HeadlinesBriefing favicon HeadlinesBriefing.com

25‑K‑Parameter Transformer Runs on a 1 MHz Commodore 64

Hacker News •
×

In a playful showcase, gizmo64k released a 25,000‑parameter transformer that runs natively on a 1 MHz Commodore 64. Written entirely in hand‑crafted 6502/6510 assembly, the model mirrors the architecture powering ChatGPT and Gemini, yet fits on a single floppy disk. Users can load the disk image into any C64 emulator and type prompts directly for a quick test run.

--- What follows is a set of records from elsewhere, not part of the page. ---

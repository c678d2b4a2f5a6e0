// Paw Extension Installer — Configuration
//
// Loads `~/.paw/extensions.toml` and resolves which npm to launch.
// A missing config file is not an error; every field has a default.

use crate::atoms::constants::{
    BUNDLED_RUNTIME_DIR, CONFIG_FILE_NAME, DEFAULT_ROOT_DIR_NAME, NPM_EXECUTABLE_NAMES,
    PAW_DIR_NAME,
};
use crate::atoms::error::{InstallResult, InstallerError};
use crate::engine::installer::process::NpmCommand;
use log::{debug, info};
use serde::{Deserialize, Serialize};
use std::collections::BTreeMap;
use std::path::{Path, PathBuf};

// ── Types ──────────────────────────────────────────────────────────────

/// Top-level installer configuration.
#[derive(Debug, Clone, Default, PartialEq, Serialize, Deserialize)]
#[serde(default)]
pub struct InstallerConfig {
    /// Installation root (default: `~/.paw/extensions`)
    #[serde(skip_serializing_if = "Option::is_none")]
    pub root: Option<PathBuf>,
    /// How to launch npm
    pub npm: NpmConfig,
}

/// npm launch settings. Resolution order: `program`, then `node` +
/// `cli_script`, then the bundled runtime, then `PATH`.
#[derive(Debug, Clone, Default, PartialEq, Serialize, Deserialize)]
#[serde(default)]
pub struct NpmConfig {
    /// Explicit npm executable
    #[serde(skip_serializing_if = "Option::is_none")]
    pub program: Option<PathBuf>,
    /// Node.js binary used to run `cli_script` (default: `node` on `PATH`)
    #[serde(skip_serializing_if = "Option::is_none")]
    pub node: Option<PathBuf>,
    /// npm's CLI entry point, e.g. `.../node_modules/npm/bin/npm-cli.js`
    #[serde(skip_serializing_if = "Option::is_none")]
    pub cli_script: Option<PathBuf>,
    /// The child's entire environment. Nothing else is inherited.
    pub env: BTreeMap<String, String>,
}

// ── Paths ──────────────────────────────────────────────────────────────

/// `~/.paw/`
fn paw_dir() -> Option<PathBuf> {
    dirs::home_dir().map(|h| h.join(PAW_DIR_NAME))
}

/// Default config location: `~/.paw/extensions.toml`.
pub fn default_config_path() -> Option<PathBuf> {
    paw_dir().map(|d| d.join(CONFIG_FILE_NAME))
}

/// Default installation root: `~/.paw/extensions/`.
pub fn default_root_dir() -> Option<PathBuf> {
    paw_dir().map(|d| d.join(DEFAULT_ROOT_DIR_NAME))
}

/// npm shipped with the app's bundled Node.js runtime, if present.
fn bundled_npm() -> Option<PathBuf> {
    let node_dir = dirs::data_dir()?.join(BUNDLED_RUNTIME_DIR).join("node");
    let npm = if cfg!(target_os = "windows") {
        node_dir.join("npm.cmd")
    } else {
        node_dir.join("bin").join("npm")
    };
    npm.is_file().then_some(npm)
}

/// First `names` entry found as a file in one of `dirs`, in directory order.
pub fn find_in_dirs<I>(names: &[&str], dirs: I) -> Option<PathBuf>
where
    I: IntoIterator<Item = PathBuf>,
{
    dirs.into_iter()
        .flat_map(|dir| names.iter().map(move |name| dir.join(name)))
        .find(|candidate| candidate.is_file())
}

/// Look `names` up on this process's `PATH`.
pub fn find_in_path(names: &[&str]) -> Option<PathBuf> {
    let path = std::env::var_os("PATH")?;
    find_in_dirs(names, std::env::split_paths(&path))
}

// ── Loading ────────────────────────────────────────────────────────────

impl InstallerConfig {
    /// Parse TOML config text.
    pub fn parse(text: &str) -> InstallResult<Self> {
        toml::from_str(text).map_err(|e| InstallerError::Config(format!("Invalid config: {}", e)))
    }

    /// Load from `path`. A missing file yields the defaults.
    pub fn load_from(path: &Path) -> InstallResult<Self> {
        match std::fs::read_to_string(path) {
            Ok(text) => {
                info!("[config] Loaded {}", path.display());
                Self::parse(&text)
            }
            Err(e) if e.kind() == std::io::ErrorKind::NotFound => {
                debug!("[config] {} not found, using defaults", path.display());
                Ok(Self::default())
            }
            Err(e) => Err(InstallerError::Config(format!(
                "Failed to read {}: {}",
                path.display(),
                e
            ))),
        }
    }

    /// Load from the default location.
    pub fn load() -> InstallResult<Self> {
        match default_config_path() {
            Some(path) => Self::load_from(&path),
            None => {
                debug!("[config] Could not determine home directory, using defaults");
                Ok(Self::default())
            }
        }
    }

    /// Configured root, or `~/.paw/extensions`.
    pub fn root_dir(&self) -> InstallResult<PathBuf> {
        self.root
            .clone()
            .or_else(default_root_dir)
            .ok_or_else(|| InstallerError::Config("Could not determine installation root".into()))
    }

    pub fn to_toml(&self) -> InstallResult<String> {
        toml::to_string_pretty(self)
            .map_err(|e| InstallerError::Config(format!("Failed to render config: {}", e)))
    }
}

impl NpmConfig {
    /// Decide how npm will be launched.
    pub fn resolve_command(&self) -> InstallResult<NpmCommand> {
        if let Some(program) = &self.program {
            return Ok(NpmCommand::executable(program));
        }

        if let Some(script) = &self.cli_script {
            let node = match &self.node {
                Some(node) => node.clone(),
                None => find_in_path(&["node", "node.exe"]).ok_or_else(|| {
                    InstallerError::Config("npm.cli_script is set but node was not found on PATH".into())
                })?,
            };
            return Ok(NpmCommand::node_script(node, script));
        }

        if let Some(npm) = bundled_npm() {
            debug!("[config] Using bundled npm at {}", npm.display());
            return Ok(NpmCommand::executable(npm));
        }

        find_in_path(NPM_EXECUTABLE_NAMES)
            .map(NpmCommand::executable)
            .ok_or_else(|| {
                InstallerError::Config(
                    "npm not found: set npm.program or npm.cli_script in the config".into(),
                )
            })
    }
}

// ── Tests ──────────────────────────────────────────────────────────────

#[cfg(test)]
mod tests {
    use super::*;

    const FULL_CONFIG: &str = r#"
root = "/srv/paw/extensions"

[npm]
node = "/usr/bin/node"
cli_script = "/usr/lib/node_modules/npm/bin/npm-cli.js"

[npm.env]
PATH = "/usr/bin"
npm_config_cache = "/srv/paw/npm-cache"
"#;

    #[test]
    fn parse_full_config() {
        let config = InstallerConfig::parse(FULL_CONFIG).unwrap();
        assert_eq!(config.root, Some(PathBuf::from("/srv/paw/extensions")));
        assert_eq!(config.npm.env.len(), 2);
        assert_eq!(config.npm.env["PATH"], "/usr/bin");

        let cmd = config.npm.resolve_command().unwrap();
        assert_eq!(cmd.program, PathBuf::from("/usr/bin/node"));
        assert_eq!(cmd.leading_args, vec!["/usr/lib/node_modules/npm/bin/npm-cli.js".to_string()]);
    }

    #[test]
    fn empty_config_is_default() {
        let config = InstallerConfig::parse("").unwrap();
        assert_eq!(config, InstallerConfig::default());
        assert!(config.npm.env.is_empty());
    }

    #[test]
    fn explicit_program_wins() {
        let config = InstallerConfig::parse(
            "[npm]\nprogram = \"/opt/npm\"\ncli_script = \"/ignored.js\"\n",
        )
        .unwrap();
        let cmd = config.npm.resolve_command().unwrap();
        assert_eq!(cmd, NpmCommand::executable("/opt/npm"));
    }

    #[test]
    fn unknown_types_are_config_errors() {
        let err = InstallerConfig::parse("root = 42").unwrap_err();
        assert!(matches!(err, InstallerError::Config(_)));
    }

    #[test]
    fn configured_root_wins() {
        let config = InstallerConfig { root: Some("/x/y".into()), ..Default::default() };
        assert_eq!(config.root_dir().unwrap(), PathBuf::from("/x/y"));
    }

    #[test]
    fn missing_file_yields_defaults() {
        let dir = tempfile::tempdir().unwrap();
        let config = InstallerConfig::load_from(&dir.path().join("extensions.toml")).unwrap();
        assert_eq!(config, InstallerConfig::default());
    }

    #[test]
    fn find_in_dirs_respects_order() {
        let first = tempfile::tempdir().unwrap();
        let second = tempfile::tempdir().unwrap();
        std::fs::write(second.path().join("npm"), "").unwrap();
        std::fs::write(first.path().join("npm.cmd"), "").unwrap();

        let found = find_in_dirs(
            &["npm", "npm.cmd"],
            vec![first.path().to_path_buf(), second.path().to_path_buf()],
        );
        assert_eq!(found, Some(first.path().join("npm.cmd")));

        assert_eq!(find_in_dirs(&["yarn"], vec![first.path().to_path_buf()]), None);
    }

    #[test]
    fn renders_back_to_toml() {
        let config = InstallerConfig::parse(FULL_CONFIG).unwrap();
        let again = InstallerConfig::parse(&config.to_toml().unwrap()).unwrap();
        assert_eq!(again, config);
    }
}
// Paw Extension Installer — engine layer
// Everything with side effects: filesystem, subprocesses, config loading.

pub mod config;
pub mod installer;
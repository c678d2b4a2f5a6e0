// Paw Extension Installer — FIFO install lock
//
// An async mutex with exactly two states, free and held, plus a queue of
// suspended acquirers. Release hands ownership straight to the oldest waiter
// that is still listening, so the lock never reads as free while anyone is
// queued and nobody can jump the queue.
//
// Guards own a handle to the lock state, so a guard can be moved into a
// spawned task and outlive the future that acquired it.

use parking_lot::Mutex;
use std::collections::VecDeque;
use std::sync::Arc;
use tokio::sync::oneshot;

#[derive(Default)]
struct LockState {
    held: bool,
    waiters: VecDeque<oneshot::Sender<()>>,
}

fn release(state: &Mutex<LockState>) {
    let mut state = state.lock();
    while let Some(next) = state.waiters.pop_front() {
        // A failed send means that waiter was dropped; try the next one.
        if next.send(()).is_ok() {
            return;
        }
    }
    state.held = false;
}

/// Process-wide install serialization point.
#[derive(Default)]
pub struct InstallLock {
    state: Arc<Mutex<LockState>>,
}

impl InstallLock {
    pub fn new() -> Self {
        Self::default()
    }

    /// Suspend until the lock is granted. Never fails.
    ///
    /// The returned guard releases the lock when dropped, including while
    /// unwinding from a panic.
    pub async fn acquire(&self) -> InstallGuard {
        let rx = {
            let mut state = self.state.lock();
            if !state.held {
                state.held = true;
                return InstallGuard { state: Arc::clone(&self.state) };
            }
            let (tx, rx) = oneshot::channel();
            state.waiters.push_back(tx);
            rx
        };

        let mut waiter = Waiter { state: &self.state, rx, granted: false };
        // Senders are only consumed by `release`, which always sends.
        let _ = (&mut waiter.rx).await;
        waiter.granted = true;
        InstallGuard { state: Arc::clone(&self.state) }
    }

    /// `true` while an install holds the lock.
    pub fn is_held(&self) -> bool {
        self.state.lock().held
    }

    /// Number of queued acquirers, including ones whose callers already gave up.
    pub fn queued(&self) -> usize {
        self.state.lock().waiters.len()
    }
}

/// Ownership of the [`InstallLock`]. `'static`, so it can travel with the
/// work it protects.
#[must_use = "the install lock is released as soon as the guard is dropped"]
pub struct InstallGuard {
    state: Arc<Mutex<LockState>>,
}

impl Drop for InstallGuard {
    fn drop(&mut self) {
        release(&self.state);
    }
}

/// A queued acquisition. If the acquiring future is dropped after ownership
/// was already handed over, the lock is passed on instead of leaking.
struct Waiter<'a> {
    state: &'a Mutex<LockState>,
    rx: oneshot::Receiver<()>,
    granted: bool,
}

impl Drop for Waiter<'_> {
    fn drop(&mut self) {
        if self.granted {
            return;
        }
        self.rx.close();
        if self.rx.try_recv().is_ok() {
            release(self.state);
        }
    }
}

// ── Tests ──────────────────────────────────────────────────────────────────
//! Dispatch of every inbound message, location and button press to the one
//! flow that is waiting for it.

use crate::bot::callbacks::{CallbackAction, VehicleAction};
use crate::domain::policy::Coordinates;
use crate::error::{FlowError, FlowResult};
use crate::flows::assignment::PolicyAssignmentFlow;
use crate::flows::base_autos::BaseAutosRouter;
use crate::flows::delete::DeletePolicyFlow;
use crate::flows::directory::FlowDirectory;
use crate::flows::excel::ExcelUploadFlow;
use crate::flows::lookup::LookupFlow;
use crate::flows::occupy::OccupyPolicyFlow;
use crate::flows::payment::PaymentFlow;
use crate::flows::save::SavePolicyFlow;
use crate::flows::service::ServiceFlow;
use crate::flows::upload::UploadFilesFlow;
use crate::flows::vehicle::VehicleRegistrationFlow;
use crate::flows::{FlowArgs, FlowDeps, FlowHandler, FlowName, StartOutcome};
use crate::services::{Button, IncomingFile, Reply};
use crate::state::{AwaitingFlow, ConversationId};
use std::sync::Arc;
use tracing::{debug, error, info, warn};

/// Typed text that always returns to the main menu.
pub const MAIN_MENU_LABEL: &str = "🏠 Menú principal";

/// Awaiting steps that take files, tried in this order.
const FILE_STEPS: [AwaitingFlow; 2] = [AwaitingFlow::ExcelUpload, AwaitingFlow::UploadFiles];

/// Awaiting steps that take locations, tried in this order.
const LOCATION_STEPS: [AwaitingFlow; 2] = [AwaitingFlow::Origin, AwaitingFlow::Destination];

pub fn main_menu() -> Reply {
    let start = |label: &str, flow: FlowName| Button::new(label, CallbackAction::start(flow));
    let start_ocr = |label: &str, flow: FlowName| {
        Button::new(
            label,
            CallbackAction::StartFlow {
                flow,
                arg: None,
                ocr: true,
            },
        )
    };

    Reply::text("📋 Menú principal\n\n¿Qué quieres hacer?")
        .row(vec![
            start("📝 Registrar póliza", FlowName::SavePolicy),
            start("🔎 Consultar póliza", FlowName::GetPolicy),
        ])
        .row(vec![
            start("💰 Registrar pago", FlowName::AddPayment),
            start("🛠 Registrar servicio", FlowName::AddService),
        ])
        .row(vec![
            start("📎 Subir archivos", FlowName::UploadFiles),
            start("📊 Cargar Excel", FlowName::ExcelUpload),
        ])
        .row(vec![start("🗑 Eliminar póliza", FlowName::DeletePolicy)])
        .row(vec![
            start("🚗 Registrar vehículo", FlowName::VehicleRegistration),
            start_ocr("📸 Registrar con foto", FlowName::VehicleRegistration),
        ])
        .row(vec![
            start("📄 Asignar póliza", FlowName::PolicyAssignment),
            start_ocr("📸 Asignar con foto", FlowName::PolicyAssignment),
        ])
}

pub struct MessageRouter {
    deps: FlowDeps,
    directory: FlowDirectory,
    base_autos: BaseAutosRouter,
    vehicles: Arc<VehicleRegistrationFlow>,
    assignments: Arc<PolicyAssignmentFlow>,
    occupy: Arc<OccupyPolicyFlow>,
    text_routes: Vec<(AwaitingFlow, Arc<dyn FlowHandler>)>,
}

impl MessageRouter {
    pub fn new(deps: FlowDeps) -> Self {
        let vehicles = Arc::new(VehicleRegistrationFlow::new(deps.clone()));
        let assignments = Arc::new(PolicyAssignmentFlow::new(deps.clone()));
        let occupy = Arc::new(OccupyPolicyFlow::new(deps.clone()));

        let mut directory = FlowDirectory::new(deps.clone());
        directory.register(Arc::new(SavePolicyFlow::new(deps.clone())));
        directory.register(Arc::new(LookupFlow::new(deps.clone())));
        directory.register(Arc::new(DeletePolicyFlow::new(deps.clone())));
        directory.register(Arc::new(PaymentFlow::new(deps.clone())));
        directory.register(Arc::new(ServiceFlow::new(deps.clone())));
        directory.register(occupy.clone());
        directory.register(Arc::new(UploadFilesFlow::new(deps.clone())));
        directory.register(Arc::new(ExcelUploadFlow::new(deps.clone())));
        directory.register(vehicles.clone());
        directory.register(assignments.clone());

        let text_routes = AwaitingFlow::TEXT_PRIORITY
            .into_iter()
            .filter_map(|step| {
                directory
                    .get(step.owner())
                    .map(|flow| (step, Arc::clone(flow)))
            })
            .collect();

        let base_autos = BaseAutosRouter::new(deps.clone(), vehicles.clone(), assignments.clone());

        Self {
            deps,
            directory,
            base_autos,
            vehicles,
            assignments,
            occupy,
            text_routes,
        }
    }

    pub fn has_active_flow(&self, name: FlowName, id: &ConversationId) -> bool {
        self.directory.has_active_flow(name, id)
    }

    /// Log a failed handler and tell the user, without letting it escape.
    async fn report(&self, id: &ConversationId, context: &str, e: FlowError) {
        error!("{} failed for {}: {}", context, id, e);
        if let Err(send_error) = self
            .deps
            .say(
                id,
                Reply::text("❌ Ocurrió un error al procesar tu mensaje. Intenta de nuevo.")
                    .button(MAIN_MENU_LABEL, CallbackAction::MainMenu),
            )
            .await
        {
            warn!("Could not report error to {}: {}", id, send_error);
        }
    }

    /// Run one routing step, turning errors into a reply. A failed step
    /// counts as handled.
    async fn guarded(&self, id: &ConversationId, context: &str, result: FlowResult<bool>) -> bool {
        match result {
            Ok(handled) => handled,
            Err(e) => {
                self.report(id, context, e).await;
                true
            }
        }
    }

    pub async fn route_text(&self, id: &ConversationId, text: &str) -> bool {
        let result = self.try_route_text(id, text).await;
        self.guarded(id, "text", result).await
    }

    async fn try_route_text(&self, id: &ConversationId, text: &str) -> FlowResult<bool> {
        let text = text.trim();
        if text.starts_with('/') {
            return Ok(false);
        }
        if text == MAIN_MENU_LABEL {
            self.return_to_menu(id).await?;
            return Ok(true);
        }
        if self.base_autos.route_text(id, text).await? {
            return Ok(true);
        }

        for (step, flow) in &self.text_routes {
            let Some(pending) = self.deps.registry.awaiting(*step).get(id) else {
                continue;
            };
            debug!("Text from {} routed to {}", id, step);
            flow.on_text(id, *step, pending, text).await?;
            return Ok(true);
        }
        Ok(false)
    }

    pub async fn route_photo(&self, id: &ConversationId, photo: &IncomingFile) -> bool {
        let result = self.try_route_file(id, photo).await;
        self.guarded(id, "photo", result).await
    }

    pub async fn route_document(&self, id: &ConversationId, document: &IncomingFile) -> bool {
        let result = self.try_route_file(id, document).await;
        self.guarded(id, "document", result).await
    }

    /// Unsolicited files fall through silently.
    async fn try_route_file(&self, id: &ConversationId, file: &IncomingFile) -> FlowResult<bool> {
        for step in FILE_STEPS {
            let Some(pending) = self.deps.registry.awaiting(step).get(id) else {
                continue;
            };
            let Some(flow) = self.directory.get(step.owner()) else {
                continue;
            };
            debug!("File from {} routed to {}", id, step);
            flow.on_file(id, step, pending, file).await?;
            return Ok(true);
        }

        self.base_autos.route_file(id, file).await
    }

    pub async fn route_location(&self, id: &ConversationId, at: Coordinates) -> bool {
        let result = self.try_route_location(id, at).await;
        self.guarded(id, "location", result).await
    }

    async fn try_route_location(&self, id: &ConversationId, at: Coordinates) -> FlowResult<bool> {
        for step in LOCATION_STEPS {
            if let Some(pending) = self.deps.registry.awaiting(step).get(id) {
                debug!("Location from {} routed to {}", id, step);
                self.occupy.on_location(id, step, pending, at).await?;
                return Ok(true);
            }
        }
        Ok(false)
    }

    /// Handle a button press. Returns whether the data was understood.
    pub async fn route_callback(&self, id: &ConversationId, callback_id: &str, data: &str) -> bool {
        let Some(action) = CallbackAction::parse(data) else {
            debug!("Stale callback data from {}: {}", id, data);
            if let Err(e) = self
                .deps
                .messenger
                .answer_callback(callback_id, Some("Este botón ya no es válido.".to_string()))
                .await
            {
                warn!("Could not answer callback for {}: {}", id, e);
            }
            return false;
        };

        if let Err(e) = self.deps.messenger.answer_callback(callback_id, None).await {
            warn!("Could not answer callback for {}: {}", id, e);
        }
        let result = self.handle_action(id, action).await.map(|()| true);
        self.guarded(id, "callback", result).await
    }

    async fn handle_action(&self, id: &ConversationId, action: CallbackAction) -> FlowResult<()> {
        match action {
            CallbackAction::MainMenu => self.return_to_menu(id).await,
            CallbackAction::StartFlow { flow, arg, ocr } => {
                let args = FlowArgs::from_arg(flow, arg.as_deref(), ocr);
                self.directory.start_flow(flow, id, args).await.map(|_| ())
            }
            CallbackAction::CancelFlow(flow) => self.directory.cancel_flow(flow, id).await.map(|_| ()),
            CallbackAction::Vehicle(action) => match action {
                VehicleAction::Confirm => self.vehicles.confirm(id).await,
                VehicleAction::Correct | VehicleAction::SwitchToManual => {
                    self.vehicles.restart_manual(id).await
                }
                VehicleAction::Finalize => self.vehicles.finalize(id).await.map(|_| ()),
                VehicleAction::RetryCard => self.vehicles.retry_card(id).await,
                VehicleAction::Edit(field) => self.vehicles.edit_field(id, field).await,
            },
            CallbackAction::IssueDate(true) => {
                self.assignments.confirm_issue_date(id).await.map(|_| ())
            }
            CallbackAction::IssueDate(false) => self.assignments.change_issue_date(id).await,
            CallbackAction::OccupyAsText => {
                if !self.occupy.use_text_route(id).await? {
                    self.deps
                        .say(id, "Este botón ya no aplica al paso actual.")
                        .await?;
                }
                Ok(())
            }
        }
    }

    /// Entry point for commands and buttons that start a flow.
    pub async fn start_flow(&self, name: FlowName, id: &ConversationId, args: FlowArgs) -> StartOutcome {
        match self.directory.start_flow(name, id, args).await {
            Ok(outcome) => outcome,
            Err(e) => {
                self.report(id, "start", e).await;
                StartOutcome::NotStarted
            }
        }
    }

    pub async fn cancel_flow(&self, name: FlowName, id: &ConversationId) -> bool {
        let result = self.directory.cancel_flow(name, id).await;
        self.guarded(id, "cancel", result).await
    }

    /// `/cancel`: drop every piece of state of the conversation.
    pub async fn cancel_all(&self, id: &ConversationId) {
        let cleared = self.deps.cleanup.clear_all(id);
        let text = if cleared > 0 {
            "❌ Operación cancelada."
        } else {
            "No hay ninguna operación activa."
        };
        if let Err(e) = self
            .deps
            .say(id, Reply::text(text).button(MAIN_MENU_LABEL, CallbackAction::MainMenu))
            .await
        {
            warn!("Could not confirm cancel to {}: {}", id, e);
        }
    }

    pub async fn show_main_menu(&self, id: &ConversationId) {
        if let Err(e) = self.deps.say(id, main_menu()).await {
            warn!("Could not show main menu to {}: {}", id, e);
        }
    }

    pub async fn show_help(&self, id: &ConversationId, commands: String) {
        let reply = Reply::text(commands).button(MAIN_MENU_LABEL, CallbackAction::MainMenu);
        if let Err(e) = self.deps.say(id, reply).await {
            warn!("Could not show help to {}: {}", id, e);
        }
    }

    async fn return_to_menu(&self, id: &ConversationId) -> FlowResult<()> {
        let cleared = self.deps.cleanup.clear_all(id);
        if cleared > 0 {
            info!("Returned {} to the main menu, {} states dropped", id, cleared);
        }
        self.deps.say(id, main_menu()).await?;
        Ok(())
    }
}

Running the pre‑built `soulplayer.d64` on VICE, the C64 calculates each token in roughly 60 seconds, emitting a distinctive SID blip that marks progress. The model understands lowercase letters, spaces, and basic punctuation; capital letters become unknown tokens. The architecture includes two layers, four heads, and a 20‑token context window, making it a tangible proof of concept.

Training is straightforward: developers supply a small corpus in <SEP> input <SEP> response <SEP> format, run `python train.py`, and the script outputs a quantized int8 model and a BPE tokenizer. The repo ships with a ready‑to‑run disk image (`meful.d64`) and a Python shadow that verifies the exact integer arithmetic of the 6502 code, mirroring the on‑hardware execution time.

Though it only produces fragmented sentences and runs at a minute per token, the project demonstrates that core transformer components—causal self‑attention, RMSNorm, and softmax—can be implemented with fixed‑point math on legacy hardware. It offers a nostalgic yet educational playground for researchers and hobbyists eager to explore low‑resource AI deployment without requiring modern GPUs or cloud infrastructure.